So there are other stories we can tell, but I think it’s at least worth being clear which story is doing what amount of work, because I think they have pretty substantively different dynamics and make different assumptions.
Arguments for scheming that focus on the path SGD takes
Okay. So that was stuff about whether this idea that scheming is a good instrumental strategy conditional on beyond episode goals and situational awareness, whether that’s true. I think that’s one substantive reason to question some of the story.
Let’s for now set that aside and assume it is in fact the case that for many beyond-episode goals, scheming is a good instrumental strategy. And now let’s talk about why we might or might not expect AIs to end up with goals that motivate a strategy of that kind. So I’m going to split these arguments into two categories. The first focuses on the path that SGD takes through model space. And the second focuses on the final properties of the model. These categories of argument aren’t sort of strictly separate, they draw on similar intuitions, but I think they’re sufficiently distinct that it’s worth treating them separately and seeing what happens.

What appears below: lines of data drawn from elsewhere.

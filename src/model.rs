use std::fmt;

use serde::{Deserialize, Deserializer, Serialize};
use tracing::warn;
use uuid::Uuid;

use crate::attachment::Attachment;

/// Stable identity of an expense. Legacy records persisted without an id load
/// as the nil id and are re-keyed by the registry.
#[derive(Debug, Clone, Copy, Default, PartialEq, Eq, Hash, Serialize, Deserialize)]
#[serde(transparent)]
pub struct ExpenseId(Uuid);

impl ExpenseId {
    pub fn new() -> Self {
        Self(Uuid::new_v4())
    }

    pub fn is_nil(&self) -> bool {
        self.0.is_nil()
    }
}

impl fmt::Display for ExpenseId {
    fn fmt(&self, f: &mut fmt::Formatter<'_>) -> fmt::Result {
        self.0.fmt(f)
    }
}

#[derive(Debug, Clone, PartialEq, Serialize, Deserialize)]
#[serde(rename_all = "camelCase")]
pub struct Expense {
    #[serde(default)]
    pub id: ExpenseId,
    pub date: String, // YYYY-MM-DD
    #[serde(default)]
    pub category: String,
    /// Older data may hold `null` here (a NaN serialised to JSON); it loads as NaN.
    #[serde(default = "missing_amount", deserialize_with = "lenient_amount")]
    pub amount: f64,
    #[serde(default)]
    pub details: String,
    #[serde(default)]
    pub attachment: Option<Attachment>,
}

fn missing_amount() -> f64 {
    f64::NAN
}

fn lenient_amount<'de, D>(deserializer: D) -> Result<f64, D::Error>
where
    D: Deserializer<'de>,
{
    let value = serde_json::Value::deserialize(deserializer)?;
    let amount = match &value {
        serde_json::Value::Number(n) => n.as_f64(),
        serde_json::Value::String(s) => s.trim().parse::<f64>().ok(),
        _ => None,
    };
    Ok(amount.unwrap_or_else(|| {
        warn!(value = %value, "expense amount is not a number, loading as NaN");
        f64::NAN
    }))
}

#[derive(Debug, Clone, Default, PartialEq, Serialize, Deserialize)]
#[serde(rename_all = "camelCase")]
pub struct CompanySettings {
    #[serde(default)]
    pub name: String,
    #[serde(default)]
    pub logo: Option<Attachment>,
}

#[derive(Debug, Clone, Default, PartialEq, Serialize, Deserialize)]
#[serde(rename_all = "camelCase")]
pub struct EmployeeDetails {
    #[serde(default)]
    pub emp_code: String,
    #[serde(default)]
    pub emp_name: String,
    #[serde(default)]
    pub department: String,
    #[serde(default)]
    pub designation: String,
    #[serde(default)]
    pub location: String,
    #[serde(default)]
    pub reporting_head: String,
}
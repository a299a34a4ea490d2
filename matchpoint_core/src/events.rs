//! Typed game events and their JSON encoding.

use matchpoint_env::{Envelope, Topic};
use serde::de::DeserializeOwned;
use serde::Serialize;

use crate::error::GameError;
use crate::model::{RoundInput, RoundResult, RoundStart, Simulation, SimulationId};

/// Every event that travels on the bus, one variant per topic.
#[derive(Debug, Clone, PartialEq, Eq)]
pub enum GameEvent {
    RootSeed(u32),
    SimulationStart(Simulation),
    RoundStart(RoundStart),
    RoundInput(RoundInput),
    RoundCompleted(RoundResult),
    RoundInputAfterTheFact(RoundInput),
    SimulationCompleted(Simulation),
}

impl GameEvent {
    /// Returns the topic this event is published on.
    pub fn topic(&self) -> Topic {
        match self {
            GameEvent::RootSeed(_) => Topic::RootSeed,
            GameEvent::SimulationStart(_) => Topic::SimulationStart,
            GameEvent::RoundStart(_) => Topic::RoundStart,
            GameEvent::RoundInput(_) => Topic::RoundInput,
            GameEvent::RoundCompleted(_) => Topic::RoundCompleted,
            GameEvent::RoundInputAfterTheFact(_) => Topic::RoundInputAfterTheFact,
            GameEvent::SimulationCompleted(_) => Topic::SimulationCompleted,
        }
    }

    /// Returns the simulation the event belongs to (none for root seeds).
    pub fn simulation_id(&self) -> Option<SimulationId> {
        match self {
            GameEvent::RootSeed(_) => None,
            GameEvent::SimulationStart(sim) | GameEvent::SimulationCompleted(sim) => {
                Some(sim.simulation_id)
            }
            GameEvent::RoundStart(start) => Some(start.simulation_id),
            GameEvent::RoundInput(input) | GameEvent::RoundInputAfterTheFact(input) => {
                Some(input.simulation_id)
            }
            GameEvent::RoundCompleted(result) => Some(result.simulation_id),
        }
    }

    /// Encodes the event into a bus envelope.
    pub fn encode(&self, timestamp_ms: u64) -> Result<Envelope, GameError> {
        let topic = self.topic();
        let payload = match self {
            GameEvent::RootSeed(seed) => to_bytes(topic, seed)?,
            GameEvent::SimulationStart(sim) | GameEvent::SimulationCompleted(sim) => {
                to_bytes(topic, sim)?
            }
            GameEvent::RoundStart(start) => to_bytes(topic, start)?,
            GameEvent::RoundInput(input) | GameEvent::RoundInputAfterTheFact(input) => {
                to_bytes(topic, input)?
            }
            GameEvent::RoundCompleted(result) => to_bytes(topic, result)?,
        };

        Ok(Envelope::new(topic, payload, timestamp_ms))
    }

    /// Decodes an envelope according to its topic.
    ///
    /// # Errors
    /// `GameError::MalformedEvent` when the payload does not parse.
    pub fn decode(envelope: &Envelope) -> Result<Self, GameError> {
        let topic = envelope.topic;
        let bytes = &envelope.payload;

        Ok(match topic {
            Topic::RootSeed => GameEvent::RootSeed(from_bytes(topic, bytes)?),
            Topic::SimulationStart => GameEvent::SimulationStart(from_bytes(topic, bytes)?),
            Topic::RoundStart => GameEvent::RoundStart(from_bytes(topic, bytes)?),
            Topic::RoundInput => GameEvent::RoundInput(from_bytes(topic, bytes)?),
            Topic::RoundCompleted => GameEvent::RoundCompleted(from_bytes(topic, bytes)?),
            Topic::RoundInputAfterTheFact => {
                GameEvent::RoundInputAfterTheFact(from_bytes(topic, bytes)?)
            }
            Topic::SimulationCompleted => {
                GameEvent::SimulationCompleted(from_bytes(topic, bytes)?)
            }
        })
    }
}

fn to_bytes<T: Serialize>(topic: Topic, value: &T) -> Result<Vec<u8>, GameError> {
    serde_json::to_vec(value).map_err(|e| GameError::malformed(topic, e))
}

fn from_bytes<T: DeserializeOwned>(topic: Topic, bytes: &[u8]) -> Result<T, GameError> {
    serde_json::from_slice(bytes).map_err(|e| GameError::malformed(topic, e))
}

The “training game independent beyond episode goals” story
Okay, so the first argument that focuses on the path that SGD takes is what I’ll call the “training game independent beyond episode goals” story. It’s a very charismatic name. And so basically here the worry is that a beyond-episode goal will arise naturally at some point in training, at some point either before or after situational awareness. And then in conjunction with situational awareness, it will start to motivate scheming. And then at that point the model will be behaving sufficiently optimally by the lights of the reward process that that goal will stabilize and stick around.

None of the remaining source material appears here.